**MATERIAL SHOWN:**
_ _ _ _ _
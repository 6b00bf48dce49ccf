//! System prompt for the SRE agent, rendered with Tera.

use super::tools::ToolSpec;
use crate::config::ManagedComponent;
use crate::{Error, Result};
use tera::{Context, Tera};

const SYSTEM_PROMPT: &str = r#"You are an on-call SRE agent for a big-data cluster (Kafka, HDFS, Spark, ClickHouse and its monitoring stack).
You monitor the cluster, diagnose problems and carry out approved remediations yourself through your tools.

## Managed components
Use these runtime names exactly. Never invent names such as 'kafka-1' or 'hdfs-namenode'.
| Service | Name |
|---|---|
{% for c in components %}| {{ c.service }} | {{ c.name }} |
{% endfor %}
If a runbook entry lists a component, use that value.

## Workflow
1. Diagnose with list_active_alerts and query_prometheus.
2. Call consult_runbook with the alert name (for example 'KafkaBrokerDown'). Only the actions it allows may be proposed.
3. Call generate_dry_run_plan with the action, the reason and the affected component.
4. Ask the operator: "Do you want me to execute this plan? (yes/no)"
5. If the operator answers yes, call execute_remediation_action with the same action and component and confirm_token="{{ confirm_token }}". If the answer is no, stop.
execute_remediation_action is refused unless a dry-run plan for the same action and component was generated first.

## Reporting
Quote the result of execute_remediation_action exactly as returned. Never report success for a component you did not act on.
You have at most {{ max_steps }} reasoning steps per operator message.

## Tools
{% for t in tools %}- {{ t.name }}: {{ t.description }}
{% endfor %}"#;

pub fn render_system_prompt(
    components: &[ManagedComponent],
    tools: &[ToolSpec],
    max_steps: u32,
) -> Result<String> {
    let mut tera = Tera::default();
    tera.add_raw_template("system_prompt", SYSTEM_PROMPT)
        .map_err(|e| Error::Internal(format!("Failed to parse system prompt: {}", e)))?;

    let mut context = Context::new();
    context.insert("components", components);
    context.insert("tools", tools);
    context.insert("max_steps", &max_steps);
    context.insert("confirm_token", super::safety::CONFIRM_TOKEN);

    Ok(tera.render("system_prompt", &context)?)
}

#[cfg(test)]
mod tests {
    use super::*;
    use crate::config::default_components;

    #[test]
    fn test_prompt_lists_components_and_tools() {
        let tools = vec![ToolSpec {
            name: "consult_runbook".to_string(),
            description: "Search the runbook.".to_string(),
            parameters: serde_json::json!({}),
        }];
        let prompt = render_system_prompt(&default_components(), &tools, 15).unwrap();

        assert!(prompt.contains("| Kafka Broker | kafka |"));
        assert!(prompt.contains("| HDFS NameNode | namenode |"));
        assert!(prompt.contains("- consult_runbook: Search the runbook."));
        assert!(prompt.contains("confirm_token=\"YES\""));
        assert!(prompt.contains("at most 15 reasoning steps"));
    }
}
//! Shared-secret header check applied to every proxy route.

use super::{error::ProxyError, ProxyState};
use crate::gateway::TOKEN_HEADER;
use crate::metrics;
use axum::{
    extract::{MatchedPath, Request, State},
    middleware::Next,
    response::Response,
};
use std::sync::Arc;
use tracing::warn;

pub async fn require_token(
    State(state): State<Arc<ProxyState>>,
    request: Request,
    next: Next,
) -> Result<Response, ProxyError> {
    let provided = request.headers().get(TOKEN_HEADER).map(|v| v.as_bytes());

    if provided != Some(state.config.api_token.as_bytes()) {
        let endpoint = request
            .extensions()
            .get::<MatchedPath>()
            .map(|p| p.as_str().to_string())
            .unwrap_or_else(|| "unmatched".to_string());
        warn!(endpoint = %endpoint, present = provided.is_some(), "Rejected request with bad API token");
        metrics::record_auth_failure(&endpoint);
        return Err(ProxyError::Unauthorized);
    }

    Ok(next.run(request).await)
}
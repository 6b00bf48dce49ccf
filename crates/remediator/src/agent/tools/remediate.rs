use super::{parse_args, schema_of, Tool, ToolContext, ToolEffect, ToolResult};
use crate::agent::executor::{ExecutionRequest, ExecutionStatus, RemediationExecutor};
use async_trait::async_trait;
use schemars::JsonSchema;
use serde::Deserialize;
use std::sync::Arc;
use tracing::warn;

#[derive(Debug, Deserialize, JsonSchema)]
struct RemediateArgs {
    /// Action identifier from the approved dry-run plan.
    action: String,
    /// Exact runtime name of the target component.
    component: String,
    /// Must be exactly `YES`, as typed by the operator.
    #[serde(default)]
    confirm_token: String,
}

/// Executes an approved plan through the remediation executor.
pub struct RemediateTool {
    executor: Arc<RemediationExecutor>,
}

impl RemediateTool {
    pub fn new(executor: Arc<RemediationExecutor>) -> Self {
        Self { executor }
    }
}

#[async_trait]
impl Tool for RemediateTool {
    fn name(&self) -> &str {
        "execute_remediation_action"
    }

    fn description(&self) -> &str {
        "EXECUTES a remediation action on the cluster. This changes system state. \
         Only call it after a dry-run plan for the same action and component was shown \
         and the operator explicitly confirmed it; pass confirm_token='YES' only then."
    }

    fn parameters(&self) -> serde_json::Value {
        schema_of::<RemediateArgs>()
    }

    async fn execute(&self, args: serde_json::Value, ctx: &ToolContext<'_>) -> ToolResult {
        let args: RemediateArgs = match parse_args(self.name(), args) {
            Ok(args) => args,
            Err(failure) => return failure,
        };

        if !ctx.plans.iter().any(|p| p.targets(&args.action, &args.component)) {
            warn!(
                session = %ctx.session_id,
                action = %args.action,
                component = %args.component,
                "Execution requested without a dry-run plan"
            );
            return ToolResult::failure(format!(
                "FAILURE: No dry-run plan was proposed for '{}' on '{}'. Call generate_dry_run_plan first.",
                args.action, args.component
            ));
        }

        let result = self
            .executor
            .execute(&ExecutionRequest {
                action: args.action,
                component: args.component,
                confirm_token: args.confirm_token,
            })
            .await;

        let output = ToolResult {
            success: matches!(
                result.status,
                ExecutionStatus::Success | ExecutionStatus::Simulated
            ),
            output: result.detail.clone(),
            effect: None,
        };
        output.with_effect(ToolEffect::Executed(result))
    }
}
_ _ _ _ _
**EXERCISE GOAL:** Your task is to copy every line in the entries that holds the string "JsonSchema".

**RESULT FOR THIS TASK:**
use schemars::JsonSchema;
#[derive(Debug, Deserialize, JsonSchema)]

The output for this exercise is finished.